[[ Stored data open ]]

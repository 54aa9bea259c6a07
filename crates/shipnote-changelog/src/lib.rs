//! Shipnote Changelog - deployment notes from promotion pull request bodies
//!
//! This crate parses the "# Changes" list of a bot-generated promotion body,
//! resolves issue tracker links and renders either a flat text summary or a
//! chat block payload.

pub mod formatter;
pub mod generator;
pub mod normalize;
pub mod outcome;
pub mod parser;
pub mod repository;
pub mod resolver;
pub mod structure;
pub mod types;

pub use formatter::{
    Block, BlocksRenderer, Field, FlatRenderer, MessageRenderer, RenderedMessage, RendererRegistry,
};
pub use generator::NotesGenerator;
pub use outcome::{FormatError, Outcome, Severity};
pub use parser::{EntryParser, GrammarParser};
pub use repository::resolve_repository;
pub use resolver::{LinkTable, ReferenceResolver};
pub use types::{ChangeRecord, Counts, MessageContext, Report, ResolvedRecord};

[[ Stored data closed ]]
[[ Stored data open ]]

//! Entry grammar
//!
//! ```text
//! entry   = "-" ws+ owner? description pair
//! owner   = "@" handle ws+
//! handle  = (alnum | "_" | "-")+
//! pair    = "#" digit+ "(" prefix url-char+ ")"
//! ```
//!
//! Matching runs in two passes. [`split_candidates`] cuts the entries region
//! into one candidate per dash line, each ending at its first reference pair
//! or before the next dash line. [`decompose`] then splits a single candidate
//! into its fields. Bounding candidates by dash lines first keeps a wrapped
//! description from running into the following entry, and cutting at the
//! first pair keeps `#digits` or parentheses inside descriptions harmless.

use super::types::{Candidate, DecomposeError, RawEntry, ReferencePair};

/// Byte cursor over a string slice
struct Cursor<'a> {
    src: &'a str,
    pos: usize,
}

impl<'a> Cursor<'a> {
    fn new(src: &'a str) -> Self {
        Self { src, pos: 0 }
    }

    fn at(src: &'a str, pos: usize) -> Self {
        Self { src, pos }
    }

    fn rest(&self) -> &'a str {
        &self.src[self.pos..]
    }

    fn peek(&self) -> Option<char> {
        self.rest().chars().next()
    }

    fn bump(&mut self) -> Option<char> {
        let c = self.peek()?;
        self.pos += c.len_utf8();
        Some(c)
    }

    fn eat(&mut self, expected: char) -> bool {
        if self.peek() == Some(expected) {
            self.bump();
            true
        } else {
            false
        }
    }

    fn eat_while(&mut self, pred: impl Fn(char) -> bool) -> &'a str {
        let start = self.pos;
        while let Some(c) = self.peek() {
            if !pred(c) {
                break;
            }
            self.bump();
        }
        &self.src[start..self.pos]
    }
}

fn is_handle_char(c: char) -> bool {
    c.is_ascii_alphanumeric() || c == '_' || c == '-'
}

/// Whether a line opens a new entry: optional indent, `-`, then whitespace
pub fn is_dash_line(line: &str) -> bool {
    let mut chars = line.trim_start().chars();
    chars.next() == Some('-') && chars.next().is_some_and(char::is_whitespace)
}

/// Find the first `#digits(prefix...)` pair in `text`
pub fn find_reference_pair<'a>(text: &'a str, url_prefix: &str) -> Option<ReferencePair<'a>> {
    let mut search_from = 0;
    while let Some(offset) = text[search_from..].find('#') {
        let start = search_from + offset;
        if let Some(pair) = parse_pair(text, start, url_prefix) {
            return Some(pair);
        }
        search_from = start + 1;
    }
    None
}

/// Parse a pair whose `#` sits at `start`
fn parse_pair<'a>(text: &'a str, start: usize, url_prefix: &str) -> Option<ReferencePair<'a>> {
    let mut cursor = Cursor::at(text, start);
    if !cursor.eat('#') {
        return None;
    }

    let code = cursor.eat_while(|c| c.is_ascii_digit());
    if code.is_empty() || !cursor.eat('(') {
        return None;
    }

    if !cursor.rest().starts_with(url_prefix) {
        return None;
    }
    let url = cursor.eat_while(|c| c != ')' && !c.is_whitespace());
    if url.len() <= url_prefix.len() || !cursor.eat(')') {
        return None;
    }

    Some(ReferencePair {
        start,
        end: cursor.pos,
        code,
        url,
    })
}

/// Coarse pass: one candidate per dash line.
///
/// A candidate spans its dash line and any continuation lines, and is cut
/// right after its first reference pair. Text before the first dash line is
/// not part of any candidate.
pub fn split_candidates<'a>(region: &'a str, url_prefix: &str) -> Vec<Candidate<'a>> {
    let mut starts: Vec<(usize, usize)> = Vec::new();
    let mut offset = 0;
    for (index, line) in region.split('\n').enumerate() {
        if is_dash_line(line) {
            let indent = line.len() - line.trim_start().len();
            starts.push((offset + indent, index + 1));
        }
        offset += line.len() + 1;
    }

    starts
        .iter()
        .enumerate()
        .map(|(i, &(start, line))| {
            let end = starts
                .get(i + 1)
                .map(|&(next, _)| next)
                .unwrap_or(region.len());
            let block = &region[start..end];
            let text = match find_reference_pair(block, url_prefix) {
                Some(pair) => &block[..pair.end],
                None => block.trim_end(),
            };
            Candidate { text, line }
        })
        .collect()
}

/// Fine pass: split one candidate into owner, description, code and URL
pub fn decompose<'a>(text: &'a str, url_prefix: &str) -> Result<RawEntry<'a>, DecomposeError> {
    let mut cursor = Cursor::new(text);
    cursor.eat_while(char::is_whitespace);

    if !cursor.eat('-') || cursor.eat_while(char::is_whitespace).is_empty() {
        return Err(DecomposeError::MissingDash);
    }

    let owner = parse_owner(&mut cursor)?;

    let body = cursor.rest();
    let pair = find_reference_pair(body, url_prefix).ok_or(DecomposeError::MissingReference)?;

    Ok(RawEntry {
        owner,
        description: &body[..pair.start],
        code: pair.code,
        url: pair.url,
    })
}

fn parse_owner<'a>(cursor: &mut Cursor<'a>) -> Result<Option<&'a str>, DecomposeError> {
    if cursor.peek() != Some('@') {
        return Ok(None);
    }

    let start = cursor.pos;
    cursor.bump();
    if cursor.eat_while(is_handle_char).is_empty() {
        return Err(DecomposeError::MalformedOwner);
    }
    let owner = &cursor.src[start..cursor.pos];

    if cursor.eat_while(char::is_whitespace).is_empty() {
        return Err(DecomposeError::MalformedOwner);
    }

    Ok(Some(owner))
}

[[ Stored data closed ]]

What you are asked to do: Within the material above, copy exactly the lines from the line that holds "pub fn find_reference_pair<'a>(text: &'a" up to and including the line that holds "let mut offset = 0;".

Exercise solution:
pub fn find_reference_pair<'a>(text: &'a str, url_prefix: &str) -> Option<ReferencePair<'a>> {
    let mut search_from = 0;
    while let Some(offset) = text[search_from..].find('#') {
        let start = search_from + offset;
        if let Some(pair) = parse_pair(text, start, url_prefix) {
            return Some(pair);
        }
        search_from = start + 1;
    }
    None
}

/// Parse a pair whose `#` sits at `start`
fn parse_pair<'a>(text: &'a str, start: usize, url_prefix: &str) -> Option<ReferencePair<'a>> {
    let mut cursor = Cursor::at(text, start);
    if !cursor.eat('#') {
        return None;
    }

    let code = cursor.eat_while(|c| c.is_ascii_digit());
    if code.is_empty() || !cursor.eat('(') {
        return None;
    }

    if !cursor.rest().starts_with(url_prefix) {
        return None;
    }
    let url = cursor.eat_while(|c| c != ')' && !c.is_whitespace());
    if url.len() <= url_prefix.len() || !cursor.eat(')') {
        return None;
    }

    Some(ReferencePair {
        start,
        end: cursor.pos,
        code,
        url,
    })
}

/// Coarse pass: one candidate per dash line.
///
/// A candidate spans its dash line and any continuation lines, and is cut
/// right after its first reference pair. Text before the first dash line is
/// not part of any candidate.
pub fn split_candidates<'a>(region: &'a str, url_prefix: &str) -> Vec<Candidate<'a>> {
    let mut starts: Vec<(usize, usize)> = Vec::new();
    let mut offset = 0;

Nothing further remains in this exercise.